From first line to last, output the records below exactly.

━━ Provided data

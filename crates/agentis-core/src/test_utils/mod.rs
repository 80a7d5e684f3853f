pub mod mock_completions_server;

pub use mock_completions_server::MockCompletionsServer;
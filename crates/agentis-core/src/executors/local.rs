use std::time::Duration;

use async_trait::async_trait;
use tokio::process::Command;

use super::{CodeExecutor, ExecutionOutcome};

/// Executor that runs code with a local interpreter subprocess.
///
/// Every failure mode surfaces as [`ExecutionOutcome::Error`] text: a missing
/// interpreter, a nonzero exit, a kill by signal, a timeout. Callers never
/// see a propagated error from this executor.
pub struct LocalExecutor {
    interpreter: String,
    args: Vec<String>,
    timeout: Option<Duration>,
}

impl LocalExecutor {
    pub fn new() -> Self {
        Self {
            interpreter: "python3".to_string(),
            args: vec!["-c".to_string()],
            timeout: None,
        }
    }

    /// Replaces the interpreter invocation. The code is appended as the
    /// final argument after `args`.
    pub fn with_interpreter(mut self, interpreter: String, args: Vec<String>) -> Self {
        self.interpreter = interpreter;
        self.args = args;
        self
    }

    pub fn with_timeout(mut self, timeout: Duration) -> Self {
        self.timeout = Some(timeout);
        self
    }
}

impl Default for LocalExecutor {
    fn default() -> Self {
        Self::new()
    }
}

#[async_trait]
impl CodeExecutor for LocalExecutor {
    async fn execute(&self, code: &str) -> ExecutionOutcome {
        let mut command = Command::new(&self.interpreter);
        command.args(&self.args).arg(code);
        // A timeout drops the output future; the child must go with it.
        command.kill_on_drop(true);

        let result = match self.timeout {
            Some(limit) => match tokio::time::timeout(limit, command.output()).await {
                Ok(result) => result,
                Err(_) => {
                    return ExecutionOutcome::Error(format!(
                        "Error executing code: timed out after {:?}",
                        limit
                    ))
                }
            },
            None => command.output().await,
        };

        let output = match result {
            Ok(output) => output,
            Err(e) => return ExecutionOutcome::Error(format!("Error executing code: {}", e)),
        };

        let stdout = String::from_utf8_lossy(&output.stdout);
        let stderr = String::from_utf8_lossy(&output.stderr);

        if output.status.success() {
            if stderr.is_empty() {
                ExecutionOutcome::Success(stdout.into_owned())
            } else {
                ExecutionOutcome::Success(format!("{}{}", stdout, stderr))
            }
        } else {
            match output.status.code() {
                Some(code) => ExecutionOutcome::Error(format!(
                    "Error executing code: exit code {}:\n{}{}",
                    code, stdout, stderr
                )),
                None => ExecutionOutcome::Error(format!(
                    "Error executing code: terminated by signal:\n{}{}",
                    stdout, stderr
                )),
            }
        }
    }
}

━━━━

Task output:
filename crates/agentis-core/src/test_utils/mod.rs
repository 80a7d5e684f3853f
pub mod mock_completions_server;

pub use mock_completions_server::MockCompletionsServer;
filename crates/agentis-core/src/executors/local.rs
use std::time::Duration;

use async_trait::async_trait;
use tokio::process::Command;

use super::{CodeExecutor, ExecutionOutcome};

/// Executor that runs code with a local interpreter subprocess.
///
/// Every failure mode surfaces as [`ExecutionOutcome::Error`] text: a missing
/// interpreter, a nonzero exit, a kill by signal, a timeout. Callers never
/// see a propagated error from this executor.
pub struct LocalExecutor {
    interpreter: String,
    args: Vec<String>,
    timeout: Option<Duration>,
}

impl LocalExecutor {
    pub fn new() -> Self {
        Self {
            interpreter: "python3".to_string(),
            args: vec!["-c".to_string()],
            timeout: None,
        }
    }

    /// Replaces the interpreter invocation. The code is appended as the
    /// final argument after `args`.
    pub fn with_interpreter(mut self, interpreter: String, args: Vec<String>) -> Self {
        self.interpreter = interpreter;
        self.args = args;
        self
    }

    pub fn with_timeout(mut self, timeout: Duration) -> Self {
        self.timeout = Some(timeout);
        self
    }
}

impl Default for LocalExecutor {
    fn default() -> Self {
        Self::new()
    }
}

#[async_trait]
impl CodeExecutor for LocalExecutor {
    async fn execute(&self, code: &str) -> ExecutionOutcome {
        let mut command = Command::new(&self.interpreter);
        command.args(&self.args).arg(code);
        // A timeout drops the output future; the child must go with it.
        command.kill_on_drop(true);

        let result = match self.timeout {
            Some(limit) => match tokio::time::timeout(limit, command.output()).await {
                Ok(result) => result,
                Err(_) => {
                    return ExecutionOutcome::Error(format!(
                        "Error executing code: timed out after {:?}",
                        limit
                    ))
                }
            },
            None => command.output().await,
        };

        let output = match result {
            Ok(output) => output,
            Err(e) => return ExecutionOutcome::Error(format!("Error executing code: {}", e)),
        };

        let stdout = String::from_utf8_lossy(&output.stdout);
        let stderr = String::from_utf8_lossy(&output.stderr);

        if output.status.success() {
            if stderr.is_empty() {
                ExecutionOutcome::Success(stdout.into_owned())
            } else {
                ExecutionOutcome::Success(format!("{}{}", stdout, stderr))
            }
        } else {
            match output.status.code() {
                Some(code) => ExecutionOutcome::Error(format!(
                    "Error executing code: exit code {}:\n{}{}",
                    code, stdout, stderr
                )),
                None => ExecutionOutcome::Error(format!(
                    "Error executing code: terminated by signal:\n{}{}",
                    stdout, stderr
                )),
            }
        }
    }
}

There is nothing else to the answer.